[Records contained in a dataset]
//! In-process keyed locks on `(owner_id, file_name)`.

use std::sync::Arc;

use dashmap::DashMap;
use tokio::sync::{Mutex, OwnedMutexGuard};

use filevault_core::types::OwnerId;

type Key = (OwnerId, String);
type Table = DashMap<Key, Arc<Mutex<()>>>;

/// One async mutex per `(owner_id, file_name)` currently in use.
///
/// Entries are created on demand and removed when the last holder or
/// waiter lets go, including a waiter whose `acquire` is cancelled.
#[derive(Debug, Clone, Default)]
pub struct NameLocks {
    inner: Arc<Table>,
}

impl NameLocks {
    /// Create an empty lock table.
    pub fn new() -> Self {
        Self::default()
    }

    /// Wait for exclusive access to `(owner_id, file_name)`.
    pub async fn acquire(&self, owner_id: OwnerId, file_name: &str) -> NameGuard {
        let mut held = NameGuard {
            key: (owner_id, file_name.to_string()),
            guard: None,
            table: Arc::clone(&self.inner),
        };
        // Declared after `held`, so a cancelled wait drops this handle first
        // and `held` then removes the idle entry.
        let lock = Arc::clone(self.inner.entry(held.key.clone()).or_default().value());
        held.guard = Some(lock.lock_owned().await);
        held
    }

    /// Number of names with a holder or waiter.
    pub fn in_use(&self) -> usize {
        self.inner.len()
    }
}

/// Held access to one file name. Released on drop.
#[derive(Debug)]
pub struct NameGuard {
    key: Key,
    guard: Option<OwnedMutexGuard<()>>,
    table: Arc<Table>,
}

impl NameGuard {
    /// Whether this guard covers `(owner_id, file_name)`.
    pub fn covers(&self, owner_id: OwnerId, file_name: &str) -> bool {
        self.key.0 == owner_id && self.key.1 == file_name
    }
}

impl Drop for NameGuard {
    fn drop(&mut self) {
        self.guard.take();
        self.table
            .remove_if(&self.key, |_, lock| Arc::strong_count(lock) == 1);
    }
}

#[cfg(test)]
mod tests {
    use std::time::Duration;

    use super::*;

    #[tokio::test]
    async fn test_same_name_is_exclusive() {
        let locks = NameLocks::new();
        let owner = OwnerId::new();

        let held = locks.acquire(owner, "a.txt").await;
        let waiter = {
            let locks = locks.clone();
            tokio::spawn(async move {
                let _guard = locks.acquire(owner, "a.txt").await;
            })
        };

        tokio::time::sleep(Duration::from_millis(50)).await;
        assert!(!waiter.is_finished());

        drop(held);
        tokio::time::timeout(Duration::from_secs(1), waiter)
            .await
            .expect("released")
            .unwrap();
        assert_eq!(locks.in_use(), 0);
    }

    #[tokio::test]
    async fn test_different_names_do_not_block() {
        let locks = NameLocks::new();
        let owner = OwnerId::new();

        let a = locks.acquire(owner, "a.txt").await;
        let _b = tokio::time::timeout(Duration::from_secs(1), locks.acquire(owner, "b.txt"))
            .await
            .expect("independent name");
        let _c = tokio::time::timeout(
            Duration::from_secs(1),
            locks.acquire(OwnerId::new(), "a.txt"),
        )
        .await
        .expect("independent owner");
        assert_eq!(locks.in_use(), 3);
        assert!(a.covers(owner, "a.txt"));
        assert!(!a.covers(owner, "b.txt"));
    }

    #[tokio::test]
    async fn test_cancelled_waiter_leaves_no_entry() {
        let locks = NameLocks::new();
        let owner = OwnerId::new();

        let held = locks.acquire(owner, "a.txt").await;
        let waiter = {
            let locks = locks.clone();
            tokio::spawn(async move {
                let _guard = locks.acquire(owner, "a.txt").await;
                std::future::pending::<()>().await;
            })
        };
        tokio::time::sleep(Duration::from_millis(50)).await;

        // Release and cancel without yielding, so the waiter never runs again.
        drop(held);
        waiter.abort();
        assert!(waiter.await.unwrap_err().is_cancelled());
        assert_eq!(locks.in_use(), 0);
    }

    #[tokio::test]
    async fn test_timed_out_acquire_leaves_no_entry() {
        let locks = NameLocks::new();
        let owner = OwnerId::new();

        let held = locks.acquire(owner, "a.txt").await;
        let attempt =
            tokio::time::timeout(Duration::from_millis(20), locks.acquire(owner, "a.txt")).await;
        assert!(attempt.is_err());

        drop(held);
        assert_eq!(locks.in_use(), 0);
    }
}
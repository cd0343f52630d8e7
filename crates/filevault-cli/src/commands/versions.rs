//! Version listing CLI command.

use clap::Args;

use crate::output::{self, OutputFormat, VersionRow};
use filevault_core::error::AppError;
use filevault_service::RequestContext;

use super::Vault;

/// Arguments for the versions command
#[derive(Debug, Args)]
pub struct VersionsArgs {
    /// Stored file name
    pub name: String,
}

/// Execute the versions command
pub async fn execute(
    args: &VersionsArgs,
    vault: &Vault,
    ctx: &RequestContext,
    format: OutputFormat,
) -> Result<(), AppError> {
    let versions = vault.files.list_versions(ctx, &args.name).await?;
    let rows: Vec<VersionRow> = versions.iter().map(VersionRow::from).collect();
    output::print_list(&rows, format);
    Ok(())
}
//! Core type definitions used across the FileVault workspace.

pub mod id;

pub use id::*;
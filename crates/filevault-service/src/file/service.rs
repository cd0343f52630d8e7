//! File catalog: listing and deleting an owner's files.

use std::sync::Arc;

use tracing::info;

use filevault_core::error::AppError;
use filevault_core::result::AppResult;
use filevault_core::traits::BlobStore;
use filevault_database::{NameLocks, VersionLedger};
use filevault_entity::file::{FileVersion, FileWithVersions};

use crate::context::RequestContext;

/// Read and delete access to an owner's files.
#[derive(Debug, Clone)]
pub struct FileService {
    ledger: Arc<dyn VersionLedger>,
    blobs: Arc<dyn BlobStore>,
    /// Shared with the upload service.
    locks: NameLocks,
}

impl FileService {
    /// Creates a new file service.
    pub fn new(
        ledger: Arc<dyn VersionLedger>,
        blobs: Arc<dyn BlobStore>,
        locks: NameLocks,
    ) -> Self {
        Self {
            ledger,
            blobs,
            locks,
        }
    }

    /// Every file of the caller, ordered by name.
    pub async fn list_files(&self, ctx: &RequestContext) -> AppResult<Vec<FileWithVersions>> {
        self.ledger.list_files(ctx.owner_id).await
    }

    /// All versions of one file, oldest first.
    pub async fn list_versions(
        &self,
        ctx: &RequestContext,
        file_name: &str,
    ) -> AppResult<Vec<FileVersion>> {
        self.ledger
            .find_file_with_versions(ctx.owner_id, file_name)
            .await?
            .map(|f| f.versions)
            .ok_or_else(|| AppError::not_found(format!("File '{file_name}' not found")))
    }

    /// Delete a file with every version, then remove its blobs.
    ///
    /// Waits for any upload in flight on the same name.
    pub async fn delete_file(&self, ctx: &RequestContext, file_name: &str) -> AppResult<()> {
        let _guard = self.locks.acquire(ctx.owner_id, file_name).await;
        let file = self
            .ledger
            .find_file_with_versions(ctx.owner_id, file_name)
            .await?
            .ok_or_else(|| AppError::not_found(format!("File '{file_name}' not found")))?;

        if !self.ledger.delete_file(file.file.id).await? {
            return Err(AppError::not_found(format!("File '{file_name}' not found")));
        }
        self.blobs.purge(file.file.id).await?;

        info!(
            request_id = %ctx.request_id,
            owner_id = %ctx.owner_id,
            file_id = %file.file.id,
            versions = file.versions.len(),
            "File deleted"
        );
        Ok(())
    }
}
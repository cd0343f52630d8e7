//! File deletion CLI command.

use clap::Args;

use crate::output;
use filevault_core::error::AppError;
use filevault_service::RequestContext;

use super::Vault;

/// Arguments for the delete command
#[derive(Debug, Args)]
pub struct DeleteArgs {
    /// Stored file name
    pub name: String,

    /// Skip confirmation prompt
    #[arg(long)]
    pub force: bool,
}

/// Execute the delete command
pub async fn execute(
    args: &DeleteArgs,
    vault: &Vault,
    ctx: &RequestContext,
) -> Result<(), AppError> {
    if !args.force {
        let confirm = dialoguer::Confirm::new()
            .with_prompt(format!(
                "Delete '{}' and every stored version of it?",
                args.name
            ))
            .default(false)
            .interact()
            .map_err(|e| AppError::internal(format!("Input error: {e}")))?;

        if !confirm {
            println!("Cancelled.");
            return Ok(());
        }
    }

    vault.files.delete_file(ctx, &args.name).await?;
    output::print_success(&format!("Deleted '{}'.", args.name));
    Ok(())
}
//! Download service: resolve a version and stream its content.

use std::sync::Arc;

use tracing::{debug, warn};

use filevault_core::error::AppError;
use filevault_core::result::AppResult;
use filevault_core::traits::{BlobStore, ByteStream};
use filevault_entity::file::FileVersion;

use super::resolver::VersionResolver;
use crate::context::RequestContext;

/// A resolved version together with its content stream.
pub struct VersionContent {
    /// The requested file name.
    pub file_name: String,
    /// The version that was resolved.
    pub version: FileVersion,
    /// Blob content.
    pub stream: ByteStream,
}

impl std::fmt::Debug for VersionContent {
    fn fmt(&self, f: &mut std::fmt::Formatter<'_>) -> std::fmt::Result {
        f.debug_struct("VersionContent")
            .field("file_name", &self.file_name)
            .field("version", &self.version)
            .finish_non_exhaustive()
    }
}

/// Opens stored versions for reading.
#[derive(Debug, Clone)]
pub struct DownloadService {
    resolver: VersionResolver,
    blobs: Arc<dyn BlobStore>,
}

impl DownloadService {
    /// Creates a new download service.
    pub fn new(resolver: VersionResolver, blobs: Arc<dyn BlobStore>) -> Self {
        Self { resolver, blobs }
    }

    /// Open `file_name` at `version_id`, or at its current version.
    pub async fn open(
        &self,
        ctx: &RequestContext,
        file_name: &str,
        version_id: Option<&str>,
    ) -> AppResult<VersionContent> {
        let version = self
            .resolver
            .resolve(ctx.owner_id, file_name, version_id)
            .await?
            .ok_or_else(|| AppError::not_found(format!("File '{file_name}' not found")))?;

        let Some(stream) = self.blobs.fetch(&version.storage_location).await? else {
            warn!(
                request_id = %ctx.request_id,
                file_id = %version.file_id,
                version_id = %version.id,
                location = %version.storage_location,
                "Ledger points at a missing blob"
            );
            return Err(AppError::storage_unavailable(format!(
                "Content of version {} of '{file_name}' is unavailable",
                version.version_number
            )));
        };

        debug!(
            request_id = %ctx.request_id,
            version_id = %version.id,
            version_number = version.version_number,
            "Opened file version"
        );
        Ok(VersionContent {
            file_name: file_name.to_string(),
            version,
            stream,
        })
    }
}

■ Directions for this task: Please restate, word for word, the lines of the entries that run from the first line through the one holding "last holder or", and add nothing.

■ Exercise response:
//! In-process keyed locks on `(owner_id, file_name)`.

use std::sync::Arc;

use dashmap::DashMap;
use tokio::sync::{Mutex, OwnedMutexGuard};

use filevault_core::types::OwnerId;

type Key = (OwnerId, String);
type Table = DashMap<Key, Arc<Mutex<()>>>;

/// One async mutex per `(owner_id, file_name)` currently in use.
///
/// Entries are created on demand and removed when the last holder or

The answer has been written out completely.